To permit SSI on your server, you must have the following directive either in your httpd.conf file, or in a .htaccess file:

Options +Includes

This tells Apache that you want to permit files to be parsed for SSI directives. Note that most configurations contain multiple Options directives that can override each other. You will probably need to apply the Options to the specific directory where you want SSI enabled in order to assure that it gets evaluated last.

Not just any file is parsed for SSI directives. You have to tell Apache which files should be parsed. There are two ways to do this.
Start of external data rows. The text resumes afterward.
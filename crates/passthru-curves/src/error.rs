//! Error types for curve operations.
//!
//! Construction errors (knots, anchors, grids) are raised before any
//! arithmetic runs; [`CurveError::CurveInversion`] is the one numerical
//! failure the bootstrap can hit.

use passthru_math::MathError;
use thiserror::Error;

/// A specialized Result type for curve operations.
pub type CurveResult<T> = Result<T, CurveError>;

/// Error types for curve operations.
#[derive(Error, Debug, Clone, PartialEq)]
pub enum CurveError {
    /// Fewer knots than a cubic spline needs.
    #[error("Insufficient knots: need at least {required}, got {got}")]
    InsufficientKnots {
        /// Minimum required knots.
        required: usize,
        /// Actual number of knots provided.
        got: usize,
    },

    /// Knot tenors are not strictly increasing.
    #[error("Non-monotonic knot tenors at index {index}: {prev} >= {current}")]
    NonMonotonicKnots {
        /// Index where monotonicity violation occurred.
        index: usize,
        /// Previous tenor in months.
        prev: u32,
        /// Offending tenor in months.
        current: u32,
    },

    /// A required anchor tenor is absent from a par curve.
    #[error("Par curve is missing anchor tenor {tenor}M")]
    MissingAnchorTenor {
        /// The missing tenor in months.
        tenor: u32,
    },

    /// Tenor must be positive.
    #[error("Invalid tenor {tenor}M: par curve tenors must be > 0")]
    InvalidTenor {
        /// The offending tenor in months.
        tenor: u32,
    },

    /// The bootstrap found a non-positive discount base.
    #[error(
        "Curve inversion at {tenor}M: face minus intermediate coupons is {discount_base:.6}"
    )]
    CurveInversion {
        /// Tenor being solved in months.
        tenor: u32,
        /// `100 - int_cf`, which must be positive.
        discount_base: f64,
    },

    /// The grid does not fit the requested operation.
    #[error("Invalid grid: {reason}")]
    InvalidGrid {
        /// Description of the problem.
        reason: String,
    },

    /// A tenor lookup fell outside the curve.
    #[error("Tenor {requested:.4}M out of range [{min}M, {max}M]")]
    TenorOutOfRange {
        /// The requested tenor in months.
        requested: f64,
        /// Smallest tenor on the curve.
        min: u32,
        /// Largest tenor on the curve.
        max: u32,
    },

    /// Invalid value (NaN, Inf, or length mismatch).
    #[error("Invalid value: {reason}")]
    InvalidValue {
        /// Description of why value is invalid.
        reason: String,
    },

    /// Mathematical error from the spline layer.
    #[error("Math error: {reason}")]
    MathError {
        /// Description of the mathematical error.
        reason: String,
    },
}

impl CurveError {
    /// Creates an insufficient knots error.
    #[must_use]
    pub fn insufficient_knots(required: usize, got: usize) -> Self {
        Self::InsufficientKnots { required, got }
    }

    /// Creates a non-monotonic knots error.
    #[must_use]
    pub fn non_monotonic_knots(index: usize, prev: u32, current: u32) -> Self {
        Self::NonMonotonicKnots {
            index,
            prev,
            current,
        }
    }

    /// Creates an invalid grid error.
    #[must_use]
    pub fn invalid_grid(reason: impl Into<String>) -> Self {
        Self::InvalidGrid {
            reason: reason.into(),
        }
    }

    /// Creates a tenor out of range error.
    #[must_use]
    pub fn tenor_out_of_range(requested: f64, min: u32, max: u32) -> Self {
        Self::TenorOutOfRange {
            requested,
            min,
            max,
        }
    }

    /// Creates an invalid value error.
    #[must_use]
    pub fn invalid_value(reason: impl Into<String>) -> Self {
        Self::InvalidValue {
            reason: reason.into(),
        }
    }
}

impl From<MathError> for CurveError {
    fn from(err: MathError) -> Self {
        Self::MathError {
            reason: err.to_string(),
        }
    }
}
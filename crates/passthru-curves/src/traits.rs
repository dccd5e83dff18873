//! The read interface shared by dense curves.

use passthru_core::types::Date;
use passthru_math::interpolation::linear;

use crate::error::{CurveError, CurveResult};
use crate::types::{CurvePoint, TenorGrid};

/// A dense curve of rates on a regular tenor grid.
///
/// Implemented by [`InterpolatedCurve`](crate::InterpolatedCurve) (par
/// yields, the I-spread benchmark) and [`SpotCurve`](crate::SpotCurve)
/// (zero yields, the Z-spread benchmark). Pricing code is written against
/// this trait so either can be passed.
pub trait RateCurve: Send + Sync {
    /// Date the source quotes were observed.
    fn observation_date(&self) -> Date;

    /// Grid the curve is defined on.
    fn grid(&self) -> TenorGrid;

    /// One point per grid tenor, ascending.
    fn points(&self) -> &[CurvePoint];

    /// Smallest tenor on the curve.
    fn min_tenor(&self) -> u32 {
        self.grid().start()
    }

    /// Largest tenor on the curve.
    fn max_tenor(&self) -> u32 {
        self.grid().end()
    }

    /// Rate at an exact grid tenor, or `None` if `tenor` is not a grid point.
    fn rate_at(&self, tenor: u32) -> Option<f64> {
        self.grid()
            .index_of(tenor)
            .and_then(|i| self.points().get(i))
            .map(|p| p.rate)
    }

    /// Linearly interpolated rate at a fractional tenor.
    ///
    /// The upper bracket is the first grid tenor strictly greater than
    /// `months` and the lower bracket is the tenor before it.
    ///
    /// # Errors
    ///
    /// Returns `CurveError::TenorOutOfRange` when either bracket is missing:
    /// `months` below the first tenor, or at or beyond the last one.
    fn linear_rate(&self, months: f64) -> CurveResult<f64> {
        let points = self.points();
        let out_of_range =
            || CurveError::tenor_out_of_range(months, self.min_tenor(), self.max_tenor());

        if !months.is_finite() {
            return Err(out_of_range());
        }

        let upper = points
            .iter()
            .position(|p| f64::from(p.tenor) > months)
            .ok_or_else(out_of_range)?;
        if upper == 0 {
            return Err(out_of_range());
        }

        let lo = points[upper - 1];
        let hi = points[upper];
        Ok(linear(
            f64::from(lo.tenor),
            lo.rate,
            f64::from(hi.tenor),
            hi.rate,
            months,
        )?)
    }
}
You can tell Apache to parse any file with a particular file extension, such as .shtml, with the following directives:

AddType text/html .shtml
AddOutputFilter INCLUDES .shtml

One disadvantage to this approach is that if you wanted to add SSI directives to an existing page, you would have to change the name of that page, and all links to that page, in order to give it a .shtml extension, so that those directives would be executed.

The other method is to use the XBitHack directive:

XBitHack on

XBitHack tells Apache to parse files for SSI directives if they have the execute bit set. So, to add SSI directives to an existing page, rather than having to change the file name, you would just need to make the file executable using chmod.

chmod +x pagename.html

A brief comment about what not to do. You'll occasionally see people recommending that you just tell Apache to parse all .html files for SSI, so that you don't have to mess with .shtml file names. These folks have perhaps not heard about XBitHack. The thing to keep in mind is that, by doing this, you're requiring that Apache read through every single file that it sends out to clients, even if they don't contain any SSI directives. This can slow things down quite a bit, and is not a good idea.

Of course, on Windows, there is no such thing as an execute bit to set, so that limits your options a little.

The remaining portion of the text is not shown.